▶ **The task**:
Read the data, and whenever a line holds the word "Debug", report that line.

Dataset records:
■ ■ ■ ■ ■

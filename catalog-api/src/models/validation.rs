//! Field rules for entity input

use std::collections::BTreeMap;

use catalog_common::db::SqlValue;
use serde_json::{Map, Value};
use url::Url;

/// Messages per field name
pub type FieldErrors = BTreeMap<String, Vec<String>>;

#[derive(Debug, Clone, Copy, PartialEq, Eq)]
pub enum FieldRule {
    /// String with at least this many characters after trimming
    Text { min_len: usize },
    /// Number (or numeric string) >= 0
    Price,
    /// Absolute http(s) URL with a host
    Url,
}

#[derive(Debug, Clone, Copy)]
pub struct FieldSpec {
    pub name: &'static str,
    pub label: &'static str,
    pub rule: FieldRule,
}

/// Check `input` against `fields` and convert the supplied values to
/// column values.
///
/// With `require_all`, every field must be present and non-empty.
/// Otherwise only the supplied fields are checked.
pub fn validate(
    fields: &[FieldSpec],
    input: &Map<String, Value>,
    require_all: bool,
) -> Result<Vec<(&'static str, SqlValue)>, FieldErrors> {
    let mut errors = FieldErrors::new();
    let mut values = Vec::new();

    for spec in fields {
        let supplied = input.get(spec.name).filter(|v| !v.is_null());

        let Some(raw) = supplied else {
            if require_all {
                add(&mut errors, spec.name, format!("{} is required", spec.label));
            }
            continue;
        };

        match check(spec, raw) {
            Ok(value) => values.push((spec.name, value)),
            Err(message) => add(&mut errors, spec.name, message),
        }
    }

    if errors.is_empty() {
        Ok(values)
    } else {
        Err(errors)
    }
}

fn check(spec: &FieldSpec, raw: &Value) -> Result<SqlValue, String> {
    match spec.rule {
        FieldRule::Text { min_len } => {
            let text = raw
                .as_str()
                .ok_or_else(|| format!("{} must be a string", spec.label))?;
            if text.trim().chars().count() < min_len {
                return Err(format!(
                    "{} must be at least {} characters",
                    spec.label, min_len
                ));
            }
            Ok(SqlValue::from(text))
        }
        FieldRule::Price => {
            let price = match raw {
                Value::Number(n) => n.as_f64(),
                Value::String(s) => s.trim().parse::<f64>().ok(),
                _ => None,
            };
            match price {
                Some(p) if p.is_finite() && p >= 0.0 => Ok(SqlValue::Real(p)),
                _ => Err(format!("{} must be a non-negative number", spec.label)),
            }
        }
        FieldRule::Url => {
            let text = raw.as_str().unwrap_or_default();
            let valid = Url::parse(text)
                .map(|u| matches!(u.scheme(), "http" | "https") && u.host_str().is_some_and(|h| !h.is_empty()))
                .unwrap_or(false);
            if valid {
                Ok(SqlValue::from(text))
            } else {
                Err(format!("{} must be a valid http(s) URL", spec.label))
            }
        }
    }
}

/// Category names from a JSON array of strings or a comma-separated string.
///
/// `None` when the field is absent or null.
pub fn parse_categories(raw: Option<&Value>) -> Result<Option<Vec<String>>, FieldErrors> {
    let invalid = || {
        let mut errors = FieldErrors::new();
        add(
            &mut errors,
            "categories",
            "Categories must be a list of names or a comma-separated string".to_string(),
        );
        errors
    };

    match raw {
        None | Some(Value::Null) => Ok(None),
        Some(Value::String(s)) => Ok(Some(s.split(',').map(str::to_string).collect())),
        Some(Value::Array(items)) => items
            .iter()
            .map(|item| item.as_str().map(str::to_string).ok_or_else(invalid))
            .collect::<Result<Vec<_>, _>>()
            .map(Some),
        Some(_) => Err(invalid()),
    }
}

fn add(errors: &mut FieldErrors, field: &str, message: String) {
    errors.entry(field.to_string()).or_default().push(message);
}
//! Access guards run before route handlers
//!
//! A route names a symbolic access key; the [`MiddlewareResolver`] maps the
//! key to the guards to run, in order. A guard either lets the request
//! continue (optionally contributing response headers) or aborts it with
//! its own response.

use std::collections::HashMap;

use axum::http::{HeaderMap, StatusCode};
use axum::response::{IntoResponse, Response};
use catalog_common::{Error, Result};
use tracing::{error, warn};

use crate::api::response::Envelope;
use crate::error::ApiError;
use crate::rate_limit::{RateLimitDecision, RateLimiter, Tier};
use crate::routing::RequestContext;

/// State the guards need from the application
pub trait GuardState {
    fn rate_limiter(&self) -> &RateLimiter;
}

#[derive(Debug, Clone, Copy, PartialEq, Eq)]
pub enum Guard {
    /// Count the request against a quota tier
    RateLimit(Tier),
    /// Only whitelisted (loopback) clients pass
    LoopbackOnly,
}

pub enum Verdict {
    /// Proceed; headers are added to the eventual response
    Continue(HeaderMap),
    /// Stop and send this response instead
    Abort(Response),
}

impl Guard {
    pub async fn run<S: GuardState + Sync>(&self, state: &S, ctx: &RequestContext) -> Verdict {
        let client = ctx.client();

        match self {
            Guard::LoopbackOnly => {
                if client.is_whitelisted() {
                    Verdict::Continue(HeaderMap::new())
                } else {
                    warn!(client = %client.ip, path = %ctx.path, "Rejected non-local client");
                    Verdict::Abort(
                        ApiError::Forbidden("This endpoint is restricted to local clients".to_string())
                            .into_response(),
                    )
                }
            }
            Guard::RateLimit(tier) => match state.rate_limiter().check_limit(&client, *tier).await {
                Ok(decision) if decision.allowed => Verdict::Continue(decision.headers()),
                Ok(decision) => Verdict::Abort(rate_limited(&decision)),
                Err(e) => {
                    error!("Rate limit check failed: {}", e);
                    Verdict::Abort(ApiError::from(e).into_response())
                }
            },
        }
    }
}

/// 429 response carrying the decision in headers and body
pub fn rate_limited(decision: &RateLimitDecision) -> Response {
    let mut response = Envelope::error("Rate limit exceeded")
        .with_rate_limit(decision.body())
        .into_response_with(StatusCode::TOO_MANY_REQUESTS);
    response.headers_mut().extend(decision.headers());
    response
}

/// Static mapping from access key to guards
#[derive(Debug, Clone)]
pub struct MiddlewareResolver {
    registry: HashMap<String, Vec<Guard>>,
}

impl Default for MiddlewareResolver {
    fn default() -> Self {
        Self::empty()
            .register("rate_limit", vec![Guard::RateLimit(Tier::Api)])
            .register("rate_limit_default", vec![Guard::RateLimit(Tier::Default)])
            .register("rate_limit_api", vec![Guard::RateLimit(Tier::Api)])
            .register("rate_limit_strict", vec![Guard::RateLimit(Tier::Strict)])
            .register(
                "admin",
                vec![Guard::LoopbackOnly, Guard::RateLimit(Tier::Strict)],
            )
    }
}

impl MiddlewareResolver {
    pub fn empty() -> Self {
        Self {
            registry: HashMap::new(),
        }
    }

    pub fn register(mut self, key: &str, guards: Vec<Guard>) -> Self {
        self.registry.insert(key.to_string(), guards);
        self
    }

    /// Guards for `key`; no key means no guards, an unknown key is a
    /// configuration error
    pub fn resolve(&self, key: Option<&str>) -> Result<&[Guard]> {
        match key {
            None | Some("") => Ok(&[]),
            Some(key) => self
                .registry
                .get(key)
                .map(Vec::as_slice)
                .ok_or_else(|| Error::Config(format!("Unknown middleware key '{}'", key))),
        }
    }
}

#[cfg(test)]
mod tests {
    use super::*;

    #[test]
    fn test_empty_key_resolves_to_nothing() {
        let resolver = MiddlewareResolver::default();
        assert!(resolver.resolve(None).unwrap().is_empty());
        assert!(resolver.resolve(Some("")).unwrap().is_empty());
    }

    #[test]
    fn test_tier_keys() {
        let resolver = MiddlewareResolver::default();
        assert_eq!(
            resolver.resolve(Some("rate_limit_strict")).unwrap(),
            &[Guard::RateLimit(Tier::Strict)]
        );
        assert_eq!(
            resolver.resolve(Some("rate_limit")).unwrap(),
            &[Guard::RateLimit(Tier::Api)]
        );
        assert_eq!(
            resolver.resolve(Some("admin")).unwrap(),
            &[Guard::LoopbackOnly, Guard::RateLimit(Tier::Strict)]
        );
    }

    #[test]
    fn test_unknown_key_is_config_error() {
        let resolver = MiddlewareResolver::default();
        assert!(matches!(
            resolver.resolve(Some("guest")),
            Err(Error::Config(_))
        ));
    }
}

■ ■ ■ ■ ■

▶ **Result of the task**:
#[derive(Debug, Clone, Copy, PartialEq, Eq)]
#[derive(Debug, Clone, Copy)]
#[derive(Debug, Clone, Copy, PartialEq, Eq)]
#[derive(Debug, Clone)]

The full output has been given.